I always worried Kevin's ribbing had some element of truth in it, though Kaylee assured me it didn't. They loved having me around as much as I loved being with them, but it was time to move out of Santa Clarita and head back to the city that had captured my heart in so many ways.
I'd promised myself I'd assert my independence, yet I was relying on my sister and my niece to help redirect my focus from my brokenness. I was ready to be on my own and to pick up the pieces of the life I'd left behind when I'd walked out the doors of Knight Industries all those months earlier.
"This came for you," Kevin said, handing me a manila envelope.
Los Angeles Superior Court was emblazoned in the upper left-hand corner. Kevin went back to work stringing the Christmas tree with lights to surprise Madi when she woke up from her nap.
My first thought as I looked at the return address was that this was going to be my first Christmas without Charlie.
I headed to my bedroom. I needed privacy for this, because I knew what it was the very second I saw the return address.

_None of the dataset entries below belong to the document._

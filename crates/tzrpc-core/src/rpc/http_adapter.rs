use async_trait::async_trait;
use futures::stream::{self, StreamExt};
use reqwest::header;

use crate::config::ClientConfig;
use crate::error::TransportError;

use super::{RpcRequest, Transport, TransportResponse};

// ==============================================================================
// HttpTransport — reqwest-backed transport for a Tezos node
// ==============================================================================

/// Production [`Transport`] over `reqwest`.
///
/// The connection pool keeps no idle connections: a connection goes back to
/// the pool only to be closed, so there is never anything left for
/// [`close_idle_connections`](Transport::close_idle_connections) to release.
pub struct HttpTransport {
    client: reqwest::Client,
}

impl HttpTransport {
    /// Fails when the configuration cannot be applied, e.g. a user agent that
    /// is not a valid header value.
    pub fn new(config: &ClientConfig) -> Result<Self, TransportError> {
        let mut builder = reqwest::Client::builder()
            .connect_timeout(config.connect_timeout)
            .timeout(config.request_timeout)
            .pool_max_idle_per_host(0)
            .tcp_nodelay(true);
        if let Some(user_agent) = &config.user_agent {
            builder = builder.user_agent(user_agent);
        }
        Ok(Self {
            client: builder.build()?,
        })
    }
}

#[async_trait]
impl Transport for HttpTransport {
    async fn execute(&self, request: RpcRequest) -> Result<TransportResponse, TransportError> {
        let mut builder = self.client.request(request.method, request.url);
        if let Some(body) = request.body {
            builder = builder
                .header(header::CONTENT_TYPE, "application/json")
                .body(body);
        }

        let response = builder.send().await?;
        let status = response.status();

        // Yield chunks until the body ends or fails; after a failure the
        // stream ends.
        let body = stream::unfold(Some(response), |state| async move {
            let Some(mut response) = state else {
                return None;
            };
            match response.chunk().await {
                Ok(Some(chunk)) => Some((Ok(chunk), Some(response))),
                Ok(None) => None,
                Err(err) => Some((Err(TransportError::from(err)), None)),
            }
        })
        .boxed();

        Ok(TransportResponse { status, body })
    }

    fn close_idle_connections(&self) {}
}

// ==============================================================================
// UnavailableTransport — stand-in when the HTTP client cannot be built
// ==============================================================================

/// Fails every call with the reason the real transport could not be built.
/// Lets construction hand back a client that can be repaired with
/// [`Client::set_transport`](crate::Client::set_transport).
pub(crate) struct UnavailableTransport {
    reason: String,
}

impl UnavailableTransport {
    pub(crate) fn new(err: &TransportError) -> Self {
        Self {
            reason: err.to_string(),
        }
    }
}

#[async_trait]
impl Transport for UnavailableTransport {
    async fn execute(&self, _request: RpcRequest) -> Result<TransportResponse, TransportError> {
        Err(TransportError::new(format!(
            "http transport unavailable: {}",
            self.reason
        )))
    }

    fn close_idle_connections(&self) {}
}
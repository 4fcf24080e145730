use std::sync::{Arc, PoisonError, RwLock};

use bytes::Bytes;
use reqwest::{Method, Url};
use serde::de::DeserializeOwned;
use tracing::{info, warn};

use crate::config::{ClientConfig, ErrorDetection};
use crate::error::{BootstrapError, RpcError};
use crate::host::normalize_host;
use crate::rpc::{
    attach_options, execute, HttpTransport, RpcOption, RpcRequest, Transport, UnavailableTransport,
};
use crate::types::{Block, Constants};

const HEAD_PATH: &str = "/chains/main/blocks/head";

// ==============================================================================
// Client
// ==============================================================================

/// Client for one Tezos node.
///
/// All calls go to the host given at construction. The transport and the
/// cached network constants can be replaced at any time, including while
/// other tasks have calls in flight; those calls finish on whatever they
/// already picked up.
pub struct Client {
    transport: RwLock<Arc<dyn Transport>>,
    host: String,
    detection: ErrorDetection,
    constants: RwLock<Option<Arc<Constants>>>,
}

impl Client {
    /// Connect to `host` with the default configuration and fetch the
    /// network constants of the current head.
    ///
    /// A client is returned even if bootstrapping fails; check
    /// [`Bootstrap::error`] and repair with [`Client::set_constants`] if
    /// needed.
    pub async fn new(host: &str) -> Bootstrap {
        Self::with_config(host, ClientConfig::default()).await
    }

    /// Like [`Client::new`], with explicit transport settings.
    ///
    /// If the HTTP transport cannot be built from `config`, no request is
    /// made: the client comes back with a transport that fails every call and
    /// [`BootstrapError::Transport`] as the error.
    pub async fn with_config(host: &str, config: ClientConfig) -> Bootstrap {
        match HttpTransport::new(&config) {
            Ok(transport) => {
                Bootstrap::run(Self::with_transport(host, Arc::new(transport), &config)).await
            }
            Err(err) => {
                warn!(error = %err, "could not build http transport; client has no working transport");
                let transport = Arc::new(UnavailableTransport::new(&err));
                Bootstrap {
                    client: Self::with_transport(host, transport, &config),
                    error: Some(BootstrapError::Transport(err)),
                }
            }
        }
    }

    /// Build a client without any network I/O. Constants stay unset until
    /// [`Client::bootstrap`] or [`Client::set_constants`] is called.
    pub fn with_transport(host: &str, transport: Arc<dyn Transport>, config: &ClientConfig) -> Self {
        Self {
            transport: RwLock::new(transport),
            host: normalize_host(host),
            detection: config.error_detection,
            constants: RwLock::new(None),
        }
    }

    pub fn host(&self) -> &str {
        &self.host
    }

    /// Constants cached by bootstrap or the last [`Client::set_constants`].
    pub fn constants(&self) -> Option<Arc<Constants>> {
        self.constants
            .read()
            .unwrap_or_else(PoisonError::into_inner)
            .clone()
    }

    /// Replace the cached constants. Not checked against the node.
    pub fn set_constants(&self, constants: Constants) {
        *self
            .constants
            .write()
            .unwrap_or_else(PoisonError::into_inner) = Some(Arc::new(constants));
    }

    /// Replace the transport used by every subsequent call.
    pub fn set_transport(&self, transport: Arc<dyn Transport>) {
        *self
            .transport
            .write()
            .unwrap_or_else(PoisonError::into_inner) = transport;
    }

    fn transport(&self) -> Arc<dyn Transport> {
        self.transport
            .read()
            .unwrap_or_else(PoisonError::into_inner)
            .clone()
    }

    // --------------------------------------------------------------------------
    // Raw calls
    // --------------------------------------------------------------------------

    pub async fn get(&self, path: &str, options: &[RpcOption]) -> Result<Bytes, RpcError> {
        self.call(Method::GET, path, None, options).await
    }

    pub async fn post(
        &self,
        path: &str,
        body: impl Into<Bytes>,
        options: &[RpcOption],
    ) -> Result<Bytes, RpcError> {
        self.call(Method::POST, path, Some(body.into()), options)
            .await
    }

    pub async fn delete(&self, path: &str, options: &[RpcOption]) -> Result<Bytes, RpcError> {
        self.call(Method::DELETE, path, None, options).await
    }

    async fn call(
        &self,
        method: Method,
        path: &str,
        body: Option<Bytes>,
        options: &[RpcOption],
    ) -> Result<Bytes, RpcError> {
        // Paths are appended verbatim; callers supply the leading `/`.
        let mut url = Url::parse(&format!("{}{}", self.host, path)).map_err(RpcError::Request)?;
        attach_options(&mut url, options);

        let mut request = RpcRequest::new(method, url);
        if let Some(body) = body {
            request = request.with_body(body);
        }

        let transport = self.transport();
        execute(transport.as_ref(), request, self.detection).await
    }

    async fn get_json<T: DeserializeOwned>(
        &self,
        path: &str,
        options: &[RpcOption],
    ) -> Result<T, RpcError> {
        let body = self.get(path, options).await?;
        serde_json::from_slice(&body).map_err(|source| RpcError::Decode { source, body })
    }

    // --------------------------------------------------------------------------
    // Bootstrap endpoints
    // --------------------------------------------------------------------------

    /// Current head of the main chain.
    pub async fn head(&self) -> Result<Block, RpcError> {
        self.get_json(HEAD_PATH, &[]).await
    }

    /// Network constants in effect at block `hash`.
    pub async fn constants_at(&self, hash: &str) -> Result<Constants, RpcError> {
        self.get_json(&format!("/chains/main/blocks/{hash}/context/constants"), &[])
            .await
    }

    /// Fetch the head, then the constants for its hash, and cache them.
    ///
    /// No retry. On failure the cached constants are left as they were and
    /// the error names the step that failed.
    pub async fn bootstrap(&self) -> Result<Arc<Constants>, BootstrapError> {
        let head = self.head().await.map_err(BootstrapError::Head)?;
        let constants = self
            .constants_at(&head.hash)
            .await
            .map_err(|source| BootstrapError::Constants {
                hash: head.hash.clone(),
                source,
            })?;

        let constants = Arc::new(constants);
        *self
            .constants
            .write()
            .unwrap_or_else(PoisonError::into_inner) = Some(Arc::clone(&constants));
        info!(
            host = %self.host,
            head.hash = %head.hash,
            head.level = head.header.level,
            protocol = %head.protocol,
            "loaded network constants"
        );
        Ok(constants)
    }
}

// ==============================================================================
// Bootstrap Result
// ==============================================================================

/// Outcome of constructing a [`Client`]: the client, always, plus the
/// bootstrap failure if there was one.
pub struct Bootstrap {
    pub client: Client,
    pub error: Option<BootstrapError>,
}

impl Bootstrap {
    /// Run the bootstrap sequence on a freshly built client.
    pub async fn run(client: Client) -> Self {
        let error = client.bootstrap().await.err();
        if let Some(err) = &error {
            warn!(host = %client.host, error = %err, "client bootstrap failed; network constants unset");
        }
        Self { client, error }
    }

    pub fn is_ok(&self) -> bool {
        self.error.is_none()
    }

    pub fn into_parts(self) -> (Client, Option<BootstrapError>) {
        (self.client, self.error)
    }

    /// Discard the client if bootstrapping failed.
    pub fn into_result(self) -> Result<Client, BootstrapError> {
        match self.error {
            None => Ok(self.client),
            Some(err) => Err(err),
        }
    }
}
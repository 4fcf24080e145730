use reqwest::Url;

/// One query-string parameter attached to an RPC call.
#[derive(Debug, Clone, PartialEq, Eq)]
pub struct RpcOption {
    key: String,
    value: String,
}

impl RpcOption {
    pub fn new(key: impl Into<String>, value: impl Into<String>) -> Self {
        Self {
            key: key.into(),
            value: value.into(),
        }
    }

    pub fn key(&self) -> &str {
        &self.key
    }

    pub fn value(&self) -> &str {
        &self.value
    }
}

impl<K: Into<String>, V: Into<String>> From<(K, V)> for RpcOption {
    fn from((key, value): (K, V)) -> Self {
        Self::new(key, value)
    }
}

/// Append `options` to the query string of `url`, URL-encoded, in order.
///
/// Existing pairs are kept and repeated keys are appended rather than
/// replaced. An empty slice leaves the URL untouched.
pub fn attach_options(url: &mut Url, options: &[RpcOption]) {
    if options.is_empty() {
        return;
    }
    let mut pairs = url.query_pairs_mut();
    for option in options {
        pairs.append_pair(&option.key, &option.value);
    }
}
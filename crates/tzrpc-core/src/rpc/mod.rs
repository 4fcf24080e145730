//! Tezos node RPC request pipeline.
//!
//! Defines the [`Transport`] capability the client sends requests through,
//! a reqwest implementation ([`HttpTransport`]), the executor that turns a
//! response into bytes or a typed [`RpcError`](crate::RpcError), and a test
//! double (`mock::MockTransport`).

mod classify;
mod executor;
mod http_adapter;
#[cfg(test)]
pub mod mock;
mod query;

pub use classify::{classify, NodeError};
pub use http_adapter::HttpTransport;
pub(crate) use http_adapter::UnavailableTransport;
pub use query::{attach_options, RpcOption};

pub(crate) use executor::execute;

use async_trait::async_trait;
use bytes::Bytes;
use futures::stream::BoxStream;
use reqwest::{Method, StatusCode, Url};

use crate::error::TransportError;

/// Streamed response body. A transport yields chunks as they arrive so a
/// failure mid-body still leaves the earlier chunks readable.
pub type BodyStream = BoxStream<'static, Result<Bytes, TransportError>>;

/// A fully constructed outbound request.
#[derive(Debug, Clone)]
pub struct RpcRequest {
    pub method: Method,
    pub url: Url,
    pub body: Option<Bytes>,
}

impl RpcRequest {
    pub fn new(method: Method, url: Url) -> Self {
        Self {
            method,
            url,
            body: None,
        }
    }

    pub fn with_body(mut self, body: Bytes) -> Self {
        self.body = Some(body);
        self
    }
}

/// Status line and body stream of a response, before the body is read.
pub struct TransportResponse {
    pub status: StatusCode,
    pub body: BodyStream,
}

/// HTTP capability the client is built on.
///
/// Implementations must be safe to share between concurrent callers; the
/// client hands the same instance to every in-flight request.
#[async_trait]
pub trait Transport: Send + Sync {
    /// Send `request` and return the response headers with its body stream.
    /// Errors here mean no response was received at all.
    async fn execute(&self, request: RpcRequest) -> Result<TransportResponse, TransportError>;

    /// Drop connections that are pooled but not serving a request.
    fn close_idle_connections(&self);
}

I tore open the envelope and pulled out the paperwork. I read the words across the top of the first page: Judgment of Dissolution.
Tears burned my eyes. It was final. I was officially divorced. I was part of the awful statistic I'd heard that fifty percent of marriages end in divorce.
People say divorce is never easy, but ours had been.
Going to the courthouse and filing the paperwork had been a simple task.
It was the aftermath that was the hard part.
It was the heartbreak leading up to the moment I received that piece of mail that was the most difficult.
I stared at the paperwork as I allowed the memories I'd blocked since the night Charlie had found out about Jordan and me to seep back into my mind.
We'd been mostly happy. We'd met at a bar of all places. I'd gone for a night out with friends and ended up finding the man I'd eventually marry.
Dating Charlie had been one adventure after another, and that excitement was why I'd fallen in love with him. When the excitement stopped, so did the love.
I felt the loss of what we'd once had. I missed Charlie—or maybe the idea of Charlie. I mostly missed what we'd had when we'd been dating, back before the marriage that had ended up being just one huge disappointment.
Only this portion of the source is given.